Platelet-rich plasma combined with ozone prevents cartilage destruction and improves weight-bearing asymmetry in a surgery-induced osteoarthritis rabbit model.

BACKGROUND Osteoarthritis (OA) is the most common degenerative disease in older adults and its treatment remains unsatisfactory. This study aimed to evaluate the effectiveness and explore the therapeutic mechanisms of the combination of platelet-rich plasma (PRP) and ozone (O3) for knee OA. METHODS Thirty male rabbits were randomly divided into five groups (Control group, OA group, PRP group, O3 group, and PRP + O3 group).

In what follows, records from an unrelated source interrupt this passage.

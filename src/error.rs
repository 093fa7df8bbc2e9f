/// Exit code for usage errors and unreadable/unwritable files.
pub const EXIT_USAGE: u8 = 2;
/// Exit code when `--require-fit` is set and no fit could be produced.
pub const EXIT_NO_FIT: u8 = 3;
/// Exit code for internal failures (serialization, formatting).
pub const EXIT_INTERNAL: u8 = 4;

#[derive(Clone)]
pub struct AppError {
    exit_code: u8,
    message: String,
}

impl AppError {
    pub fn new(exit_code: u8, message: impl Into<String>) -> Self {
        Self {
            exit_code,
            message: message.into(),
        }
    }

    pub fn usage(message: impl Into<String>) -> Self {
        Self::new(EXIT_USAGE, message)
    }

    pub fn internal(message: impl Into<String>) -> Self {
        Self::new(EXIT_INTERNAL, message)
    }

    pub fn exit_code(&self) -> u8 {
        self.exit_code
    }
}

impl std::fmt::Display for AppError {
    fn fmt(&self, f: &mut std::fmt::Formatter<'_>) -> std::fmt::Result {
        write!(f, "{}", self.message)
    }
}

impl std::fmt::Debug for AppError {
    fn fmt(&self, f: &mut std::fmt::Formatter<'_>) -> std::fmt::Result {
        f.debug_struct("AppError")
            .field("exit_code", &self.exit_code)
            .field("message", &self.message)
            .finish()
    }
}

impl std::error::Error for AppError {}
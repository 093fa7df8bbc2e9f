//! Export of fit records to JSON.
//!
//! The file holds the same record as `--format json`, so scripts can read
//! either one.

use std::fs::File;
use std::io::{BufWriter, Write};
use std::path::Path;

use crate::error::AppError;
use crate::report::FitRecord;

/// Write `record` as pretty-printed JSON to `path`.
pub fn write_record_json(path: &Path, record: &FitRecord) -> Result<(), AppError> {
    let file = File::create(path)
        .map_err(|e| AppError::usage(format!("Failed to create export JSON '{}': {e}", path.display())))?;

    let mut writer = BufWriter::new(file);
    serde_json::to_writer_pretty(&mut writer, record)
        .map_err(|e| AppError::usage(format!("Failed to write export JSON: {e}")))?;
    writer
        .flush()
        .map_err(|e| AppError::usage(format!("Failed to write export JSON: {e}")))?;

    Ok(())
}

#[cfg(test)]
mod tests {
    use super::*;
    use crate::domain::{ModelVariant, ParameterVector, Sample};

    #[test]
    fn writes_readable_json() {
        let samples = vec![Sample::new(1.0, 100.0, 0.0, 0.0), Sample::new(2.0, 101.0, 0.0, 0.0)];
        let guess = ParameterVector::zeros(ModelVariant::OscxLoffs);
        let record = FitRecord::from_guess(&samples, &guess);

        let path = std::env::temp_dir().join(format!("resfit_export_test_{}.json", std::process::id()));
        write_record_json(&path, &record).unwrap();

        let text = std::fs::read_to_string(&path).unwrap();
        let _ = std::fs::remove_file(&path);
        let v: serde_json::Value = serde_json::from_str(&text).unwrap();
        assert_eq!(v["variant"], "OSCX_LOFFS");
        assert_eq!(v["time"], 1.5);
        assert_eq!(v["parameters"].as_array().map(Vec::len), Some(8));
    }

    #[test]
    fn unwritable_path_is_a_usage_error() {
        let samples = vec![Sample::new(0.0, 1.0, 0.0, 0.0)];
        let record = FitRecord::from_guess(&samples, &ParameterVector::zeros(ModelVariant::OscxCoffs));
        let err = write_record_json(Path::new("/nonexistent/resfit/out.json"), &record).unwrap_err();
        assert_eq!(err.exit_code(), crate::error::EXIT_USAGE);
    }
}
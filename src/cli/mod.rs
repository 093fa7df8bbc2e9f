//! Command-line parsing for the resonance fitter.
//!
//! The goal of this module is to keep **argument parsing** separate from the
//! fitting code. Everything here is converted into plain config values in
//! `app` before any work starts.

use std::path::PathBuf;

use clap::{Parser, Subcommand};

use crate::domain::{OutputFormat, Response, Scaling};

/// Top-level CLI.
#[derive(Debug, Parser)]
#[command(name = "resfit", version, about = "Lorentzian resonance fitter for frequency sweeps")]
pub struct Cli {
    /// Log fit diagnostics to stderr (overridden by RUST_LOG).
    #[arg(short, long, global = true)]
    pub verbose: bool,

    #[command(subcommand)]
    pub command: Command,
}

/// CLI subcommands.
#[derive(Debug, Subcommand)]
pub enum Command {
    /// Fit one sweep read as `time freq real imag` lines (the default command).
    Fit(FitArgs),
    /// Print a synthetic sweep in the same line format.
    Synth(SynthArgs),
}

/// Options for fitting a sweep.
#[derive(Debug, Parser, Clone)]
pub struct FitArgs {
    /// Number of model parameters: 6 (constant offset), 8 (linear background)
    /// or 10 (two resonances).
    #[arg(short = 'p', long, default_value_t = 8)]
    pub pars: usize,

    /// Measured quantity.
    #[arg(long, value_enum, default_value_t = Response::Coordinate)]
    pub response: Response,

    /// Read samples from a file instead of stdin.
    #[arg(short = 'i', long, value_name = "FILE")]
    pub input: Option<PathBuf>,

    /// Only print the initial guess (zero errors, zero residual).
    #[arg(long)]
    pub no_fit: bool,

    /// Disable the refit without overloaded samples.
    #[arg(long)]
    pub no_overload: bool,

    /// Fraction of the per-axis maximum above which a sample counts as overloaded.
    #[arg(long, default_value_t = 0.95)]
    pub overload_fraction: f64,

    /// Data normalization applied before solving.
    #[arg(long, value_enum, default_value_t = Scaling::CenterRange)]
    pub scaling: Scaling,

    /// Solver iteration cap.
    #[arg(long = "max-iter", default_value_t = 200)]
    pub max_iter: usize,

    /// Relative step-size tolerance.
    #[arg(long, default_value_t = 1e-10)]
    pub xtol: f64,

    /// Gradient tolerance.
    #[arg(long, default_value_t = 1e-10)]
    pub gtol: f64,

    /// Relative sum-of-squares tolerance.
    #[arg(long, default_value_t = 1e-10)]
    pub ftol: f64,

    /// Output layout.
    #[arg(short = 'f', long, value_enum, default_value_t = OutputFormat::Table)]
    pub format: OutputFormat,

    /// Pad table output with `0 0` pairs up to 10 parameters.
    #[arg(long)]
    pub show_zeros: bool,

    /// Exit with code 3 when there are too few samples to fit.
    #[arg(long)]
    pub require_fit: bool,

    /// Also write the fit record as JSON.
    #[arg(long, value_name = "JSON")]
    pub export: Option<PathBuf>,

    /// Write a markdown debug bundle into this directory.
    #[arg(long, value_name = "DIR")]
    pub debug_dir: Option<PathBuf>,
}

/// Options for generating a synthetic sweep.
#[derive(Debug, Parser, Clone)]
pub struct SynthArgs {
    /// Number of model parameters (6, 8 or 10).
    #[arg(short = 'p', long, default_value_t = 6)]
    pub pars: usize,

    /// Measured quantity.
    #[arg(long, value_enum, default_value_t = Response::Coordinate)]
    pub response: Response,

    /// True parameters, comma separated in layout order (`A,B,C,D,w0,dw[,...]`).
    #[arg(
        long,
        value_delimiter = ',',
        required = true,
        allow_hyphen_values = true,
        value_name = "LIST"
    )]
    pub params: Vec<f64>,

    /// Lowest frequency.
    #[arg(long)]
    pub f_min: f64,

    /// Highest frequency.
    #[arg(long)]
    pub f_max: f64,

    /// Number of samples.
    #[arg(short = 'n', long, default_value_t = 51)]
    pub count: usize,

    /// Standard deviation of Gaussian noise added to each axis.
    #[arg(long, default_value_t = 0.0)]
    pub noise: f64,

    /// Random seed for the noise.
    #[arg(long, default_value_t = 42)]
    pub seed: u64,

    /// Clip both axes at this fraction of their largest magnitude.
    #[arg(long)]
    pub clip: Option<f64>,

    /// Timestamp of the first sample.
    #[arg(long, default_value_t = 0.0, allow_hyphen_values = true)]
    pub t0: f64,

    /// Time step between samples.
    #[arg(long, default_value_t = 1.0)]
    pub dt: f64,
}
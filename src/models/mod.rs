//! Resonance lineshape evaluation for the six model variants.
//!
//! Models are implemented as small, pure functions so that the solver adapter
//! and the tests can call them without any state.

pub mod model;

pub use model::*;
//! `resonance-fit` library crate.
//!
//! The binary (`resfit`) is a thin wrapper around this library so that:
//!
//! - the numerical core is testable without spawning processes
//! - the fitter can be embedded in other measurement pipelines

pub mod app;
pub mod cli;
pub mod data;
pub mod debug;
pub mod domain;
pub mod error;
pub mod fit;
pub mod io;
pub mod math;
pub mod models;
pub mod report;
use tem_hw::mirror::DmdType;
use tem_hw::CameraSettings;

/// Device settings loaded from `TEM_*` environment variables.
#[derive(Debug, Clone, PartialEq, Eq)]
pub struct Config {
    /// Camera unit passed to device open (default: 1).
    pub camera_id: u32,
    /// Pixel clock applied before any other setting (default: 10 MHz).
    pub pixel_clock_mhz: u32,
    /// Frames frozen and discarded after configuration.
    pub warmup_frames: usize,
    /// DMD device number (default: 0).
    pub mirror_device: u32,
    /// Panel type code the emulated mirror reports.
    pub emulated_dmd_type: i64,
}

impl Config {
    /// Load configuration from `TEM_*` environment variables with defaults.
    pub fn from_env() -> Self {
        Self::from_lookup(|key| std::env::var(key).ok())
    }

    fn from_lookup(lookup: impl Fn(&str) -> Option<String>) -> Self {
        let defaults = CameraSettings::default();
        Self {
            camera_id: parse_or(&lookup, "TEM_CAMERA_ID", defaults.camera_id),
            pixel_clock_mhz: parse_or(&lookup, "TEM_PIXEL_CLOCK_MHZ", defaults.pixel_clock_mhz),
            warmup_frames: parse_or(&lookup, "TEM_WARMUP_FRAMES", defaults.warmup_frames),
            mirror_device: parse_or(&lookup, "TEM_MIRROR_DEVICE", 0),
            emulated_dmd_type: parse_or(
                &lookup,
                "TEM_EMULATED_DMD_TYPE",
                DmdType::Disconnected.code(),
            ),
        }
    }

    pub fn camera_settings(&self) -> CameraSettings {
        CameraSettings {
            camera_id: self.camera_id,
            pixel_clock_mhz: self.pixel_clock_mhz,
            warmup_frames: self.warmup_frames,
        }
    }
}

fn parse_or<T: std::str::FromStr>(
    lookup: &impl Fn(&str) -> Option<String>,
    key: &str,
    default: T,
) -> T {
    match lookup(key) {
        Some(raw) => match raw.trim().parse() {
            Ok(value) => value,
            Err(_) => {
                tracing::warn!(key, value = %raw, "ignoring unparsable setting");
                default
            }
        },
        None => default,
    }
}

#[cfg(test)]
mod tests {
    use super::*;
    use std::collections::HashMap;

    fn load(vars: &[(&str, &str)]) -> Config {
        let vars: HashMap<String, String> = vars
            .iter()
            .map(|(k, v)| (k.to_string(), v.to_string()))
            .collect();
        Config::from_lookup(|key| vars.get(key).cloned())
    }

    #[test]
    fn test_defaults() {
        let config = load(&[]);
        assert_eq!(config.camera_id, 1);
        assert_eq!(config.pixel_clock_mhz, 10);
        assert_eq!(config.warmup_frames, 0);
        assert_eq!(config.mirror_device, 0);
        assert_eq!(config.emulated_dmd_type, DmdType::Disconnected.code());
    }

    #[test]
    fn test_overrides() {
        let config = load(&[
            ("TEM_CAMERA_ID", "3"),
            ("TEM_PIXEL_CLOCK_MHZ", " 24 "),
            ("TEM_WARMUP_FRAMES", "1"),
            ("TEM_MIRROR_DEVICE", "2"),
            ("TEM_EMULATED_DMD_TYPE", "7"),
        ]);
        assert_eq!(config.camera_id, 3);
        assert_eq!(config.pixel_clock_mhz, 24);
        assert_eq!(config.warmup_frames, 1);
        assert_eq!(config.mirror_device, 2);
        assert_eq!(config.emulated_dmd_type, 7);
    }

    #[test]
    fn test_unparsable_value_falls_back() {
        let config = load(&[("TEM_CAMERA_ID", "first"), ("TEM_WARMUP_FRAMES", "-1")]);
        assert_eq!(config.camera_id, 1);
        assert_eq!(config.warmup_frames, 0);
    }

    #[test]
    fn test_camera_settings() {
        let settings = load(&[("TEM_CAMERA_ID", "5")]).camera_settings();
        assert_eq!(settings.camera_id, 5);
        assert_eq!(settings.pixel_clock_mhz, 10);
    }
}
#[cfg_attr(windows, link(name = "uEye_api_64"))]
#[cfg_attr(not(windows), link(name = "ueye_api"))]
extern "system" {
    fn is_InitCamera(cam: *mut Hids, hwnd: *mut libc::c_void) -> libc::c_int;
    fn is_ExitCamera(cam: Hids) -> libc::c_int;
    fn is_StopLiveVideo(cam: Hids, wait: libc::c_int) -> libc::c_int;
    fn is_GetError(cam: Hids, err: *mut libc::c_int, text: *mut *mut libc::c_char) -> libc::c_int;
    fn is_GetSensorInfo(cam: Hids, info: *mut SensorInfoRaw) -> libc::c_int;
    fn is_SetAllocatedImageMem(
        cam: Hids,
        width: libc::c_int,
        height: libc::c_int,
        bits_per_pixel: libc::c_int,
        mem: *mut libc::c_char,
        id: *mut libc::c_int,
    ) -> libc::c_int;
    fn is_SetImageMem(cam: Hids, mem: *mut libc::c_char, id: libc::c_int) -> libc::c_int;
    fn is_FreeImageMem(cam: Hids, mem: *mut libc::c_char, id: libc::c_int) -> libc::c_int;
    fn is_SetFrameRate(cam: Hids, fps: f64, new_fps: *mut f64) -> libc::c_int;
    fn is_Exposure(
        cam: Hids,
        command: libc::c_uint,
        param: *mut libc::c_void,
        size: libc::c_uint,
    ) -> libc::c_int;
    fn is_PixelClock(
        cam: Hids,
        command: libc::c_uint,
        param: *mut libc::c_void,
        size: libc::c_uint,
    ) -> libc::c_int;
    fn is_DeviceFeature(
        cam: Hids,
        command: libc::c_uint,
        param: *mut libc::c_void,
        size: libc::c_uint,
    ) -> libc::c_int;
    fn is_SetHardwareGain(
        cam: Hids,
        master: libc::c_int,
        red: libc::c_int,
        green: libc::c_int,
        blue: libc::c_int,
    ) -> libc::c_int;
    fn is_Blacklevel(
        cam: Hids,
        command: libc::c_uint,
        param: *mut libc::c_void,
        size: libc::c_uint,
    ) -> libc::c_int;
    fn is_SetExternalTrigger(cam: Hids, mode: libc::c_int) -> libc::c_int;
    fn is_FreezeVideo(cam: Hids, wait: libc::c_int) -> libc::c_int;
    fn is_ImageFile(
        cam: Hids,
        command: libc::c_uint,
        param: *mut libc::c_void,
        size: libc::c_uint,
    ) -> libc::c_int;
}

fn size_of_val<T>(_: &T) -> libc::c_uint {
    std::mem::size_of::<T>() as libc::c_uint
}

Rabbit model of OA were induced by improved Hulth surgery. Gross articular observation, histopathological examination and cartilage scoring system were used to assess the articular cartilage destruction. The bone morphogenetic protein-2 (BMP-2) mRNA expression in joint fluid was determined by qRT-PCR. The expression of type II collagen, matrix metalloproteinase-1 (MMP-1) of cartilage was detected via Immunohistochemistry. Pain behavior was observed by percent ipsilateral weight-bearing (PIW) asymmetry. RESULTS The content of platelet in PRP was increased by 6.2-times that in whole blood. Among induced OA groups (the OA, PRP, O3 and PRP + O3 group), PRP + O3 significantly inhibited the surgically induced increase in gross articular alterations, histopathological damage of cartilage and Mankin score when compared to the OA, PRP and O3 groups (P<0.05). Observed pain behavior by weight-bearing asymmetry, in the PRP + O3 group was reversed at 3 and 6 weeks after the administration of PRP + O3 (PIW asymmetry: -10.66%±1.172%). In addition, surgery-induced BMP-2 mRNA expression was significantly downregulated after the treatment of PRP, O3 and PRP + O3 (P<0.01). PRP + O3 group significantly increased the expression of type II collagen but decreased MMP-1 of cartilage in comparison to OA, PRP and O3 groups (P<0.05) by immunohistochemical analysis. CONCLUSIONS PRP combined with O3 may prevent cartilage destruction and improve weight-bearing asymmetry by restoring homeostasis between anabolism and catabolism of extracellular matrix in progressive OA. Furthermore, a combination of PRP and O3 might achieve even better results than the two agents alone.